┌──

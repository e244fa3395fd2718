use scraper::ElementRef;
use serde::Serialize;

use crate::error::{Error, Result};
use crate::field::tag_name;
use crate::uri;

const LINK_TAGS: &[&str] = &["a", "area", "link"];

/// A navigable `<a>`, `<area>` or `<link>` element.
#[derive(Debug, Clone, PartialEq, Eq, Serialize)]
pub struct Link {
    tag: String,
    href: String,
    text: String,
    current_uri: String,
}

impl Link {
    pub fn new(element: ElementRef, current_uri: &str) -> Result<Self> {
        let tag = tag_name(&element);
        if !LINK_TAGS.contains(&tag) {
            return Err(Error::tag_mismatch("an a, area or link element", tag));
        }
        uri::validate_current_uri(current_uri)?;

        Ok(Self {
            tag: tag.to_string(),
            href: element.value().attr("href").unwrap_or_default().to_string(),
            text: element.text().collect::<String>().trim().to_string(),
            current_uri: current_uri.to_string(),
        })
    }

    pub fn tag(&self) -> &str {
        &self.tag
    }

    /// The `href` attribute as written in the markup.
    pub fn raw_uri(&self) -> &str {
        &self.href
    }

    pub fn text(&self) -> &str {
        &self.text
    }

    pub fn current_uri(&self) -> &str {
        &self.current_uri
    }

    /// The absolute URI the link points to.
    pub fn uri(&self) -> String {
        uri::resolve(&self.href, &self.current_uri)
    }
}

└──

* _Task_
From the line that contains "link points to." down to the final line of the entries, print every line exactly as it is, and only those lines.

* _Written reply_
    /// The absolute URI the link points to.
    pub fn uri(&self) -> String {
        uri::resolve(&self.href, &self.current_uri)
    }
}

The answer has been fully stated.